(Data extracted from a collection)
impl Publisher {
    /// Create a new publisher.
    pub fn new(pool: PgPool, uploads: Arc<dyn UploadStore>) -> Self {
        Self { pool, uploads }
    }

    /// Create a post or page.
    ///
    /// An upload failure blocks the whole write: the content row is never
    /// created with its intended image missing.
    pub async fn create(
        &self,
        kind: ContentKind,
        input: ContentInput,
        image: Option<ImageUpload>,
        attach: Option<NavigationAttach>,
        settings: &PublishSettings,
    ) -> PublishResult<PublishOutcome> {
        let mut errors = Vec::new();

        let title = input.title.as_deref().unwrap_or("").trim().to_string();
        if title.is_empty() {
            errors.push("Title is required".to_string());
        }

        let body = input.body.as_deref().unwrap_or("").trim().to_string();
        if body.is_empty() {
            errors.push("Content is required".to_string());
        }

        let status = input.status.unwrap_or(STATUS_PUBLISHED);
        if status != STATUS_DRAFT && status != STATUS_PUBLISHED {
            errors.push("Status must be draft or published".to_string());
        }

        let explicit_slug = input.slug.as_deref().map(str::trim).filter(|s| !s.is_empty());
        let candidate = slugify(explicit_slug.unwrap_or(&title));
        if !title.is_empty() && candidate.is_empty() {
            errors.push("Title must contain letters or numbers".to_string());
        }

        if !errors.is_empty() {
            return Err(PublishError::Validation(errors));
        }

        // Upload only after the field checks pass; a rejected write must
        // never leave an orphaned file on disk
        let hero_image = match image {
            Some(upload) => match self.uploads.store(&upload.filename, &upload.data).await {
                Ok(path) => Some(path),
                Err(e) => {
                    return Err(PublishError::validation(format!(
                        "Failed to upload image: {e}"
                    )));
                }
            },
            None => input
                .hero_image
                .as_deref()
                .map(str::trim)
                .filter(|s| !s.is_empty())
                .map(String::from),
        };

        let excerpt = match input.excerpt.as_deref().map(str::trim) {
            Some(e) if !e.is_empty() => e.to_string(),
            _ => derive_excerpt(&body, settings.excerpt_length),
        };
        let seo_description = match input.seo_description.as_deref().map(str::trim) {
            Some(d) if !d.is_empty() => d.to_string(),
            _ => excerpt.clone(),
        };

        let id = Uuid::now_v7();
        let now = chrono::Utc::now().timestamp();

        let mut tx = self.pool.begin().await?;

        let slug = unique_slug(&mut tx, kind, &candidate, None).await?;

        let item = sqlx::query_as::<_, ContentItem>(
            r#"
            INSERT INTO content_items
                (id, kind, title, slug, body, excerpt, seo_description, hero_image, status, created, changed)
            VALUES ($1, $2, $3, $4, $5, $6, $7, $8, $9, $10, $10)
            RETURNING id, kind, title, slug, body, excerpt, seo_description, hero_image, status, created, changed
            "#,
        )
        .bind(id)
        .bind(kind.as_str())
        .bind(&title)
        .bind(&slug)
        .bind(&body)
        .bind(&excerpt)
        .bind(&seo_description)
        .bind(&hero_image)
        .bind(status)
        .bind(now)
        .fetch_one(&mut *tx)
        .await?;

        if let Some(ref category_ids) = input.categories {
            associations::set_categories(&mut tx, id, category_ids).await?;
        }
        if let Some(ref tag_names) = input.tags {
            associations::set_tags(&mut tx, id, tag_names).await?;
        }

        tx.commit().await?;

        info!(content_id = %id, kind = kind.as_str(), slug = %item.slug, "content created");

        let mut warnings = Vec::new();
        if let Some(attach) = attach {
            if kind == ContentKind::Page {
                let url = format!("/{}", item.slug);
                if let Err(e) = navigation::attach_to_page(
                    &self.pool,
                    item.id,
                    &item.title,
                    &url,
                    &attach.location,
                )
                .await
                {
                    warn!(error = %e, page_id = %item.id, "navigation attach failed after page create");
                    warnings.push(
                        "Page saved, but it could not be added to the navigation menu".to_string(),
                    );
                }
            }
        }

        Ok(PublishOutcome { item, warnings })
    }

    /// Update a post or page. Absent input fields preserve stored values;
    /// the slug is re-derived only when the title or an explicit override
    /// changed it.
    pub async fn update(
        &self,
        id: Uuid,
        input: ContentInput,
        image: Option<ImageUpload>,
        settings: &PublishSettings,
    ) -> PublishResult<PublishOutcome> {
        let existing = ContentItem::find_by_id(&self.pool, id)
            .await?
            .ok_or(PublishError::NotFound)?;
        let kind: ContentKind = existing
            .kind
            .parse()
            .map_err(|e: String| PublishError::Internal(anyhow!(e)))?;

        let mut errors = Vec::new();

        let title = match input.title.as_deref().map(str::trim) {
            Some("") => {
                errors.push("Title is required".to_string());
                existing.title.clone()
            }
            Some(t) => t.to_string(),
            None => existing.title.clone(),
        };

        let body = match input.body.as_deref().map(str::trim) {
            Some("") => {
                errors.push("Content is required".to_string());
                existing.body.clone()
            }
            Some(b) => b.to_string(),
            None => existing.body.clone(),
        };

        let status = input.status.unwrap_or(existing.status);
        if status != STATUS_DRAFT && status != STATUS_PUBLISHED {
            errors.push("Status must be draft or published".to_string());
        }

        let explicit_slug = input.slug.as_deref().map(str::trim).filter(|s| !s.is_empty());
        let candidate = match explicit_slug {
            Some(s) => Some(slugify(s)),
            None if title != existing.title => Some(slugify(&title)),
            None => None,
        };
        if let Some(ref c) = candidate {
            if c.is_empty() {
                errors.push("Title must contain letters or numbers".to_string());
            }
        }

        if !errors.is_empty() {
            return Err(PublishError::Validation(errors));
        }

        // Same ordering as create: no disk write until the fields pass
        let hero_image = match image {
            Some(upload) => match self.uploads.store(&upload.filename, &upload.data).await {
                Ok(path) => Some(path),
                Err(e) => {
                    return Err(PublishError::validation(format!(
                        "Failed to upload image: {e}"
                    )));
                }
            },
            None => match input.hero_image.as_deref().map(str::trim) {
                Some("") => None,
                Some(path) => Some(path.to_string()),
                None => existing.hero_image.clone(),
            },
        };

        let excerpt = match input.excerpt.as_deref().map(str::trim) {
            Some("") => derive_excerpt(&body, settings.excerpt_length),
            Some(e) => e.to_string(),
            None => existing.excerpt.clone(),
        };
        let seo_description = match input.seo_description.as_deref().map(str::trim) {
            Some("") => excerpt.clone(),
            Some(d) => d.to_string(),
            None => existing.seo_description.clone(),
        };

        let now = chrono::Utc::now().timestamp();
        let mut tx = self.pool.begin().await?;

        let slug = match candidate {
            Some(c) if c != existing.slug => unique_slug(&mut tx, kind, &c, Some(id)).await?,
            _ => existing.slug.clone(),
        };

        let item = sqlx::query_as::<_, ContentItem>(
            r#"
            UPDATE content_items
            SET title = $1, slug = $2, body = $3, excerpt = $4, seo_description = $5,
                hero_image = $6, status = $7, changed = $8
            WHERE id = $9
            RETURNING id, kind, title, slug, body, excerpt, seo_description, hero_image, status, created, changed
            "#,
        )
        .bind(&title)
        .bind(&slug)
        .bind(&body)
        .bind(&excerpt)
        .bind(&seo_description)
        .bind(&hero_image)
        .bind(status)
        .bind(now)
        .bind(id)
        .fetch_one(&mut *tx)
        .await?;

        if let Some(ref category_ids) = input.categories {
            associations::set_categories(&mut tx, id, category_ids).await?;
        }
        if let Some(ref tag_names) = input.tags {
            associations::set_tags(&mut tx, id, tag_names).await?;
        }

        tx.commit().await?;

        info!(content_id = %id, slug = %item.slug, "content updated");
        Ok(PublishOutcome {
            item,
            warnings: Vec::new(),
        })
    }

    /// Delete a post or page, its association rows, and (for pages) any
    /// menu entries referencing it, all in one transaction.
    pub async fn delete(&self, id: Uuid) -> PublishResult<()> {
        let existing = ContentItem::find_by_id(&self.pool, id)
            .await?
            .ok_or(PublishError::NotFound)?;

        let mut tx = self.pool.begin().await?;

        associations::remove_all(&mut tx, id).await?;

        let nav_removed = if existing.kind == ContentKind::Page.as_str() {
            navigation::detach_page(&mut tx, id).await?
        } else {
            0
        };

        sqlx::query("DELETE FROM content_items WHERE id = $1")
            .bind(id)
            .execute(&mut *tx)
            .await?;

        tx.commit().await?;

        info!(content_id = %id, kind = %existing.kind, nav_removed, "content deleted");
        Ok(())
    }
}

* [Your instructions]
Some lines of the data above may hold the word "slugify"; state how many do, and give only that number.

* [Output]
3